Computational Study of Butyrylcholinesterase Inhibition by Aryl Alkyl Cholinyl Phosphorus Derivatives

Abstract

Acetylcholine (ACh) is a neurotransmitter that is released from nerve cells to send signals to other cells, and acetylcholinesterase (AChE) is a highly specific enzyme that hydrolyzes ACh to regulate intercellular communication. However, butyrylcholinesterase (BChE), a non-specific AChE imposter, also breaks down choline based esters such as ACh. The activity of BChE has been found to gradually increase over time in patients with Alzheimer's disease (AD), which has been linked to a significant decrease in synaptic ACh levels, thus disrupting intercellular communication. In the treatment of AD, discovering inhibitors that prevent the activity of BChE and that do not interfere with the activity of AChE is vital.

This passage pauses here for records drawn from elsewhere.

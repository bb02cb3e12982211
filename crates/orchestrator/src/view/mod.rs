#![forbid(unsafe_code)]

//! Styled layers for one selected year.
//!
//! A [`View`] borrows the static datasets and carries everything a map widget
//! needs to draw them: visible features, their styles and colors, cell
//! bounds, the tension overlay, the statistics panel and the legend.

pub mod export;

use crate::datasets::Datasets;
use config::Layers;
use kernel::ScoreMap;
use kernel::activity::{marker_hue, score_sites};
use kernel::bounds::{Bounds, cell_bounds};
use kernel::color::{
    Color, LegendSection, Style, legend, probability_color, score_color, volume_color,
};
use kernel::filter::{delivered_by, is_delivered_by};
use kernel::model::{CountingSite, InfraFeature, PredictionCell};
use kernel::stats::{StatRow, efficiency_stats, top_stats};
use kernel::tension::tension_zones;

#[derive(Debug, Clone, PartialEq)]
pub struct InfraView<'a> {
    pub feature: &'a InfraFeature,
    pub score: Option<f64>,
    pub style: Style,
}

/// A counting site scored against the mean of the selected year.
#[derive(Debug, Clone, PartialEq)]
pub struct CounterView<'a> {
    pub site: &'a CountingSite,
    pub count: f64,
    pub score: f64,
    pub hue: f64,
    pub color: Color,
}

#[derive(Debug, Clone, PartialEq)]
pub struct VolumeView<'a> {
    pub site: &'a CountingSite,
    pub volume: f64,
    pub color: Color,
}

#[derive(Debug, Clone, PartialEq)]
pub struct PredictionView<'a> {
    pub cell: &'a PredictionCell,
    pub bounds: Bounds,
    pub color: Color,
}

#[derive(Debug, Clone, PartialEq)]
pub struct View<'a> {
    pub year: i32,
    pub infrastructure: Vec<InfraView<'a>>,
    pub counters: Vec<CounterView<'a>>,
    pub volumes: Vec<VolumeView<'a>>,
    pub predictions: Vec<PredictionView<'a>>,
    pub tension: Vec<&'a InfraFeature>,
    pub stats: Vec<StatRow>,
    pub legend: Vec<LegendSection>,
}

impl View<'_> {
    /// Number of visible segments that have no score for the year.
    pub fn unscored(&self) -> usize {
        self.infrastructure
            .iter()
            .filter(|infra| infra.score.is_none())
            .count()
    }
}

/// Assemble every layer for `year` from the datasets and that year's scores.
pub fn build_view<'a>(
    datasets: &'a Datasets,
    year: i32,
    scores: &ScoreMap,
    layers: &Layers,
) -> View<'a> {
    let infrastructure = delivered_by(&datasets.infrastructure, year)
        .into_iter()
        .map(|feature| InfraView {
            feature,
            score: scores.get(&feature.id),
            style: scores.style_for(feature, layers.infra_coloring, layers.score_scheme),
        })
        .collect();

    let counters = score_sites(&datasets.sites, &datasets.passages, year)
        .into_iter()
        .map(|activity| CounterView {
            site: activity.site,
            count: activity.count,
            score: activity.score,
            hue: marker_hue(activity.score),
            color: score_color(activity.score, layers.score_scheme),
        })
        .collect();

    let volumes = datasets
        .sites
        .iter()
        .filter_map(|site| {
            let volume = site.properties.avg_volume?;
            Some(VolumeView {
                site,
                volume,
                color: volume_color(volume),
            })
        })
        .collect();

    let predictions = datasets
        .predictions
        .iter()
        .map(|cell| PredictionView {
            cell,
            bounds: cell_bounds(cell.center(), layers.prediction_cell),
            color: probability_color(cell.probability, layers.probability_scheme),
        })
        .collect();

    let tension = tension_zones(&datasets.infrastructure, &datasets.sites, &layers.tension)
        .into_iter()
        .filter(|feature| is_delivered_by(feature, year))
        .collect();

    View {
        year,
        infrastructure,
        counters,
        volumes,
        predictions,
        tension,
        stats: stats_panel(datasets, layers),
        legend: legend(layers.score_scheme, layers.probability_scheme),
    }
}

/// Rows of the statistics panel: the shipped stats file when there is one,
/// otherwise derived from segments and counters.
pub fn stats_panel(datasets: &Datasets, layers: &Layers) -> Vec<StatRow> {
    match &datasets.stats {
        Some(rows) => top_stats(rows, layers.stats_top).to_vec(),
        None => derived_stats(datasets, layers),
    }
}

pub fn derived_stats(datasets: &Datasets, layers: &Layers) -> Vec<StatRow> {
    let mut rows = efficiency_stats(
        &datasets.infrastructure,
        &datasets.sites,
        layers.tension.radius_deg,
    );
    rows.truncate(layers.stats_top);
    rows
}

Aryl alkyl cholinyl phosphorous (AACP) derivatives are organophosphates that are expected to reversibly bind within the BChE binding pocket in the same manner as natural physiological substrates. This study utilizes massive flexible inhibitor docking calculations to predict the relative binding affinities between the enzyme and a number of AACP derivatives and to predict the optimal binding orientation(s) of each AACP derivative within the BChE active site. When compared to their previously studied dialkyl phenyl phosphate (DAPP) analogs, AACP derivatives are predicted to interact more strongly with the binding site of BChE, thus serving as more potent inhibitors. Our results reproduce experimental trends in binding affinity, indicating that derivatives with longer alkyl chains show increased inhibitory strength (as observed for DAPP derivatives), and the neutralization of the charge of the choline group and protonation of the neutral choline group had little effect on inhibitor strength, offering insight into the structural preferences of BChE for specific AACP derivatives. This study thus provides a framework for both future inhibitor design and more rigorous molecular dynamics studies of cholinesterase-inhibitor interaction.